A reserve-based management approach to sustainability requires a change in vision that acknowledges the value of safe locations for schooling and other vulnerable traits and behaviors. Considerable fisheries reserve science focuses primarily on the recovery and spillover of community biomass without considering how these factors are influenced by species’ life histories [59]. How the protection of their life histories influences spillover dynamics, effects on compensatory and lost production, and limits to achieving optimum yields need further investigation. The findings here indicate that a failure to protect fisheries species vulnerable to some gear can result in underperforming fisheries and poor spillover into the fisheries. This lost production potential threatens food security among people highly reliant on fisheries resources. Therefore, the key recommendations for future research and management are to focus on restoring species populations that could but are not contributing to fish catch. Specifically, how the protection of their habitats and life cycles can promote spillover and subsequent fisheries production should be considered.

Supplementary Materials

The following supporting information can be downloaded at: https://www.mdpi.com/article/10.3390/su17062671/s1, Table S1: Description of the 7 fisheries reserves (permanently closed to fishing) in the southern Kenya, northern Tanzania leeward reef lagoon.

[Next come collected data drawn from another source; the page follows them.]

//! Postgres pool and schema migrations
//!
//! Pool size and acquire timeout come from [`SpecdbConfig`]. The connection
//! target is logged by host and database name only, never the full URL.

use std::str::FromStr;
use std::time::Duration;

use sqlx::postgres::{PgConnectOptions, PgPoolOptions};
use sqlx::PgPool;

use specdb_core::SpecdbConfig;

/// Versioned schema migrations, embedded at compile time.
pub static MIGRATOR: sqlx::migrate::Migrator = sqlx::migrate!("./migrations");

/// Pool limits for the specimen database.
#[derive(Debug, Clone, Copy, PartialEq, Eq)]
pub struct PoolSettings {
    pub max_connections: u32,
    pub acquire_timeout: Duration,
}

impl PoolSettings {
    pub fn from_config(config: &SpecdbConfig) -> Self {
        Self {
            max_connections: config.max_connections.max(1),
            acquire_timeout: Duration::from_secs(config.db_acquire_timeout_secs.max(1)),
        }
    }
}

impl Default for PoolSettings {
    fn default() -> Self {
        Self::from_config(&SpecdbConfig::default())
    }
}

/// Parse a `postgres://` URL.
pub fn connect_options(database_url: &str) -> Result<PgConnectOptions, sqlx::Error> {
    PgConnectOptions::from_str(database_url)
}

/// Pool with the default limits.
pub async fn create_pool(database_url: &str) -> Result<PgPool, sqlx::Error> {
    create_pool_with(database_url, &PoolSettings::default()).await
}

/// Pool sized by `settings`.
///
/// # Errors
///
/// Returns an error if the URL does not parse or the first connection fails.
pub async fn create_pool_with(database_url: &str, settings: &PoolSettings) -> Result<PgPool, sqlx::Error> {
    let options = connect_options(database_url)?;
    let host = options.get_host().to_owned();
    let database = options.get_database().unwrap_or("-").to_owned();

    let pool = PgPoolOptions::new()
        .max_connections(settings.max_connections)
        .acquire_timeout(settings.acquire_timeout)
        .connect_with(options)
        .await?;
    tracing::info!(
        %host,
        %database,
        max_connections = settings.max_connections,
        "connected to specimen database"
    );
    Ok(pool)
}

/// Apply any pending migrations.
pub async fn run_migrations(pool: &PgPool) -> Result<(), sqlx::migrate::MigrateError> {
    let known = MIGRATOR.iter().count();
    tracing::info!(known, "running specimen schema migrations");
    MIGRATOR.run(pool).await?;
    tracing::info!("specimen schema is current");
    Ok(())
}
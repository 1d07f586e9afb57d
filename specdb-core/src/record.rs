//! Untyped row values keyed by field name
//!
//! Nearly every column is text, so records carry `String` values and the
//! schema decides how each one is stored. Missing keys mean NULL; blank
//! strings are normalized away on insert.

use std::collections::BTreeMap;

use serde::{Deserialize, Serialize};

use crate::schema::EntitySchema;

/// Field values of one row.
#[derive(Debug, Clone, Default, PartialEq, Eq, Serialize, Deserialize)]
#[serde(transparent)]
pub struct Record(BTreeMap<String, String>);

impl Record {
    pub fn new() -> Self {
        Self::default()
    }

    /// Value of a field, `None` when NULL or blank.
    pub fn get(&self, field: &str) -> Option<&str> {
        self.0
            .get(field)
            .map(String::as_str)
            .filter(|v| !v.trim().is_empty())
    }

    /// Set a field. Blank values clear it.
    pub fn set(&mut self, field: impl Into<String>, value: impl Into<String>) {
        let field = field.into();
        let value = value.into();
        if value.trim().is_empty() {
            self.0.remove(&field);
        } else {
            self.0.insert(field, value);
        }
    }

    pub fn set_opt(&mut self, field: impl Into<String>, value: Option<String>) {
        match value {
            Some(v) => self.set(field, v),
            None => {
                self.0.remove(&field.into());
            }
        }
    }

    pub fn remove(&mut self, field: &str) -> Option<String> {
        self.0.remove(field)
    }

    pub fn contains(&self, field: &str) -> bool {
        self.get(field).is_some()
    }

    pub fn iter(&self) -> impl Iterator<Item = (&str, &str)> {
        self.0.iter().map(|(k, v)| (k.as_str(), v.as_str()))
    }

    pub fn is_empty(&self) -> bool {
        self.0.is_empty()
    }

    pub fn len(&self) -> usize {
        self.0.len()
    }

    /// Keep only keys that are fields of `schema`, trimming values. Blank
    /// values survive so they can still clear fields in [`Record::merged`].
    pub fn restricted_to(&self, schema: &EntitySchema) -> Record {
        let mut out = Record::new();
        for (key, value) in self.iter() {
            if schema.field(key).is_some() {
                out.0.insert(key.to_owned(), value.trim().to_owned());
            }
        }
        out
    }

    /// Overlay `changes` on top of `self`. Keys present in `changes` with a
    /// blank value clear the field.
    pub fn merged(&self, changes: &Record) -> Record {
        let mut out = self.clone();
        for (key, value) in changes.0.iter() {
            out.set(key.clone(), value.clone());
        }
        out
    }

    pub fn into_inner(self) -> BTreeMap<String, String> {
        self.0
    }
}

impl From<BTreeMap<String, String>> for Record {
    fn from(map: BTreeMap<String, String>) -> Self {
        let mut record = Record::new();
        for (k, v) in map {
            record.set(k, v);
        }
        record
    }
}

impl<K: Into<String>, V: Into<String>> FromIterator<(K, V)> for Record {
    fn from_iter<I: IntoIterator<Item = (K, V)>>(iter: I) -> Self {
        let mut record = Record::new();
        for (k, v) in iter {
            record.set(k, v);
        }
        record
    }
}

#[cfg(test)]
mod tests {
    use super::*;
    use crate::schema::LOCALITY;

    #[test]
    fn blank_values_are_null() {
        let mut r = Record::new();
        r.set("country", "  ");
        assert!(r.get("country").is_none());
        assert!(r.is_empty());
    }

    #[test]
    fn merge_clears_with_blank() {
        let base: Record = [("country", "Peru"), ("region", "Cusco")].into_iter().collect();
        let mut changes = Record::new();
        changes.0.insert("region".into(), String::new());
        let merged = base.merged(&changes);
        assert_eq!(merged.get("country"), Some("Peru"));
        assert_eq!(merged.get("region"), None);
    }

    #[test]
    fn restricts_to_schema_fields() {
        let r: Record = [("localityCode", " KL "), ("bogus", "x")].into_iter().collect();
        let restricted = r.restricted_to(&LOCALITY);
        assert_eq!(restricted.get("localityCode"), Some("KL"));
        assert!(!restricted.contains("bogus"));
    }
}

Reserves arranged from oldest to newest and the size of the closure and sampling periods included. Fishing grounds from north to south and the area of the fishing grounds based on the community mapping project; Table S2: List of Kenyan fish species derived from Fishbase and unpublished government (Kenya Marine and Fisheries Research Institute) and non-government (Wildlife Conservation Society) institutions. Species categorized as commercial or non-commercial based on observations at fish landing sites. Table S3: Numbers of fish species in Kenya, captured in the studied fishery, classified as commercial and noncommercial. Missing in reserve census, missing in catch, and shared common; Table S4: Logistic nonlinear least-squares regressions parameter estimates (mean ± SE) of significant fish family biomass categories; Table S5: Principal component analysis (PCA) list of species for both gear and site. Respective fish families are presented. Table S6: Length-based analysis results organized by family. Represented are number of samples (n), maximum length (Lmax) within the sample, maximum length (Lmax) according to FishBase (Froese and Pauly 2023). Results from length of optimum yield (Lopt), mean of the ratio of L:Lopt along with standard error and upper and lower 95% confidence intervals. The same outputs are presented for length at maturity (Lmat). Finally, the spawning potential ratio (SPR) values are presented along with the source (FishBase or FishLife; see main text for details). Summaries used 2284 individuals sampled between August of 2022 and December of 2023.

Author Contributions

Conceptualization, T.R.M.; Methodology, J.K.K.; Validation, T.R.M.; Formal analysis, T.R.M. and A.T.H.; Investigation, J.K.K.; Data curation, J.K.K.; Writing—original draft, T.R.M.; Writing—review & editing, J.K.K. and A.T.H.; Visualization, J.K.K. and A.T.H.; Project administration, T.R.M.; Funding acquisition, T.R.M. All authors have read and agreed to the published version of the manuscript.

Funding

Research was made possible by the Feed the Future Innovation Lab in partnership with the Mississippi State University through an award from USAID (Award No. 7200AA18CA00030). T.R. McClanahan was also supported by the Bloomberg Foundation’s Vibrant Oceans Initiative.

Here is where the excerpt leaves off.